ASSIGNED TASK:
Return every line of the data below that includes the string "TimerError".

[Stored data entries]
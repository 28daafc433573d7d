//! Platform-specific timer implementations for preemptive scheduling
//!
//! Quantum expiry never switches threads from signal context. In
//! [`TimerMode::Signal`] a process-wide `ITIMER_PROF` interval timer raises
//! SIGPROF, whose handler only sets a flag; in [`TimerMode::Deadline`] the
//! runtime compares the monotonic clock against the end of the quantum.
//! Either way the switch happens at the next preemption point, from normal
//! control flow.
//!
//! Each runtime compares the process-wide tick count against the count it
//! saw when its quantum started, so a tick raised before [`PreemptionTimer::arm`]
//! never cuts the next thread's quantum short.

use crate::config::TimerMode;
use crate::errors::TimerError;
use core::sync::atomic::{AtomicU64, Ordering};
use core::time::Duration;
use std::time::Instant;

static PREEMPTION_COUNT: AtomicU64 = AtomicU64::new(0);

/// Signal handler that just counts the tick - actual scheduling happens outside signal context
///
/// # Safety
/// This function is called from signal context and only uses async-signal-safe operations.
/// It only modifies atomic variables and performs no memory allocation or complex operations.
pub unsafe extern "C" fn signal_safe_handler(_sig: libc::c_int) {
    PREEMPTION_COUNT.fetch_add(1, Ordering::AcqRel);
}

/// Get total number of timer ticks received by the process
pub fn get_preemption_count() -> u64 {
    PREEMPTION_COUNT.load(Ordering::Acquire)
}

/// SIGPROF interval timer shared by every runtime of the process.
mod signal_timer {
    use super::signal_safe_handler;
    use crate::errors::TimerError;
    use core::ptr;
    use core::time::Duration;

    const ZERO: libc::timeval = libc::timeval {
        tv_sec: 0,
        tv_usec: 0,
    };

    struct TimerState {
        /// Number of live runtimes using the signal timer
        users: usize,
        interval: libc::timeval,
    }

    static STATE: spin::Mutex<TimerState> = spin::Mutex::new(TimerState {
        users: 0,
        interval: ZERO,
    });

    fn last_errno() -> i32 {
        std::io::Error::last_os_error().raw_os_error().unwrap_or(0)
    }

    fn interval(quantum: Duration) -> Result<libc::timeval, TimerError> {
        let tv = libc::timeval {
            tv_sec: libc::time_t::try_from(quantum.as_secs())
                .map_err(|_| TimerError::InvalidQuantum)?,
            tv_usec: quantum.subsec_micros() as libc::suseconds_t,
        };
        if tv.tv_sec == 0 && tv.tv_usec == 0 {
            return Err(TimerError::InvalidQuantum);
        }
        Ok(tv)
    }

    fn set_interval(tv: libc::timeval) -> Result<(), TimerError> {
        let value = libc::itimerval {
            it_interval: tv,
            it_value: tv,
        };
        // SAFETY: `value` is a valid itimerval and the old value is not requested.
        if unsafe { libc::setitimer(libc::ITIMER_PROF, &value, ptr::null_mut()) } != 0 {
            return Err(TimerError::InstallFailed(last_errno()));
        }
        Ok(())
    }

    fn set_disposition(handler: libc::sighandler_t) -> Result<(), TimerError> {
        // SAFETY: a zeroed sigaction is a valid starting point; every field
        // the kernel reads is set below.
        let mut action: libc::sigaction = unsafe { core::mem::zeroed() };
        action.sa_sigaction = handler;
        action.sa_flags = libc::SA_RESTART;
        // SAFETY: `action` is a valid, exclusively borrowed sigaction.
        unsafe { libc::sigemptyset(&mut action.sa_mask) };
        // SAFETY: `action` is fully initialized.
        if unsafe { libc::sigaction(libc::SIGPROF, &action, ptr::null_mut()) } != 0 {
            return Err(TimerError::InstallFailed(last_errno()));
        }
        Ok(())
    }

    /// Register one more user, starting the timer for the first one.
    ///
    /// The interval of the first user stays in effect for the others.
    pub(super) fn acquire(quantum: Duration) -> Result<(), TimerError> {
        let tv = interval(quantum)?;
        let mut state = STATE.lock();
        if state.users == 0 {
            let handler = signal_safe_handler as unsafe extern "C" fn(libc::c_int);
            set_disposition(handler as libc::sighandler_t)?;
            if let Err(e) = set_interval(tv) {
                let _ = set_disposition(libc::SIG_IGN);
                return Err(e);
            }
            state.interval = tv;
            log::debug!("SIGPROF timer started with a {:?} interval", quantum);
        }
        state.users += 1;
        Ok(())
    }

    /// Reload the interval so the next tick is a full interval away.
    pub(super) fn restart() -> Result<(), TimerError> {
        let state = STATE.lock();
        if state.users == 0 {
            return Ok(());
        }
        set_interval(state.interval)
    }

    /// Drop one user, stopping the timer after the last one.
    pub(super) fn release() {
        let mut state = STATE.lock();
        state.users = state.users.saturating_sub(1);
        if state.users == 0 {
            let value = libc::itimerval {
                it_interval: ZERO,
                it_value: ZERO,
            };
            // SAFETY: a zero itimerval disarms the timer.
            unsafe { libc::setitimer(libc::ITIMER_PROF, &value, ptr::null_mut()) };
            // A signal already in flight must not take the default action,
            // which terminates the process.
            let _ = set_disposition(libc::SIG_IGN);
            state.interval = ZERO;
            log::debug!("SIGPROF timer stopped");
        }
    }
}

/// Keeps the process-wide signal timer running while alive.
#[derive(Debug)]
struct SignalTimerGuard(());

impl SignalTimerGuard {
    fn acquire(quantum: Duration) -> Result<Self, TimerError> {
        signal_timer::acquire(quantum).map(|()| SignalTimerGuard(()))
    }

    fn restart(&self) {
        if let Err(e) = signal_timer::restart() {
            log::warn!("could not restart the SIGPROF timer: {}", e);
        }
    }
}

impl Drop for SignalTimerGuard {
    fn drop(&mut self) {
        signal_timer::release();
    }
}

/// Quantum bookkeeping of one runtime.
///
/// The timer is disarmed while the scheduler makes a decision and armed
/// again for the thread it selects; preemption is only reported while
/// armed.
#[derive(Debug)]
pub struct PreemptionTimer {
    mode: TimerMode,
    quantum: Duration,
    armed: bool,
    deadline: Option<Instant>,
    /// Tick count seen when the quantum started
    tick_mark: u64,
    signal: Option<SignalTimerGuard>,
}

impl PreemptionTimer {
    /// Create the timer for a runtime.
    ///
    /// If the signal timer cannot be installed the runtime falls back to
    /// [`TimerMode::Deadline`].
    pub fn new(mode: TimerMode, quantum: Duration) -> Self {
        let (mode, signal) = match mode {
            TimerMode::Signal => match SignalTimerGuard::acquire(quantum) {
                Ok(guard) => (TimerMode::Signal, Some(guard)),
                Err(e) => {
                    log::warn!("{}; falling back to deadline preemption", e);
                    (TimerMode::Deadline, None)
                }
            },
            other => (other, None),
        };

        Self {
            mode,
            quantum,
            armed: false,
            deadline: None,
            tick_mark: get_preemption_count(),
            signal,
        }
    }

    /// Preemption source actually in use.
    pub fn mode(&self) -> TimerMode {
        self.mode
    }

    pub fn quantum(&self) -> Duration {
        self.quantum
    }

    /// Start a new quantum.
    ///
    /// Ticks raised before this call are not counted against it.
    pub fn arm(&mut self) {
        self.armed = true;
        match self.mode {
            TimerMode::Signal => {
                if let Some(signal) = &self.signal {
                    signal.restart();
                }
                self.tick_mark = get_preemption_count();
            }
            TimerMode::Deadline => self.deadline = Instant::now().checked_add(self.quantum),
            TimerMode::Cooperative => {}
        }
    }

    /// Stop reporting preemption until the next [`arm`](Self::arm).
    pub fn disarm(&mut self) {
        self.armed = false;
    }

    /// Whether the current quantum has expired.
    ///
    /// In signal mode a tick is reported once.
    pub fn should_preempt(&mut self) -> bool {
        if !self.armed {
            return false;
        }
        match self.mode {
            TimerMode::Signal => {
                let ticks = get_preemption_count();
                if ticks == self.tick_mark {
                    return false;
                }
                self.tick_mark = ticks;
                true
            }
            TimerMode::Deadline => self.deadline.map_or(false, |d| Instant::now() >= d),
            TimerMode::Cooperative => false,
        }
    }
}

/// Preemption checkpoint - should be called regularly from long-running code
///
/// Switches to the next thread if the current quantum has expired. Does
/// nothing on an OS thread without a runtime.
pub fn preemption_checkpoint() {
    crate::kernel::preempt_if_due();
}

/// Cooperative preemption points - insert these in long-running code
#[macro_export]
macro_rules! preemption_point {
    () => {
        $crate::platform_timer::preemption_checkpoint();
    };
}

YOUR SOLUTION:
use crate::errors::TimerError;
    use crate::errors::TimerError;
    fn interval(quantum: Duration) -> Result<libc::timeval, TimerError> {
                .map_err(|_| TimerError::InvalidQuantum)?,
            return Err(TimerError::InvalidQuantum);
    fn set_interval(tv: libc::timeval) -> Result<(), TimerError> {
            return Err(TimerError::InstallFailed(last_errno()));
    fn set_disposition(handler: libc::sighandler_t) -> Result<(), TimerError> {
            return Err(TimerError::InstallFailed(last_errno()));
    pub(super) fn acquire(quantum: Duration) -> Result<(), TimerError> {
    pub(super) fn restart() -> Result<(), TimerError> {
    fn acquire(quantum: Duration) -> Result<Self, TimerError> {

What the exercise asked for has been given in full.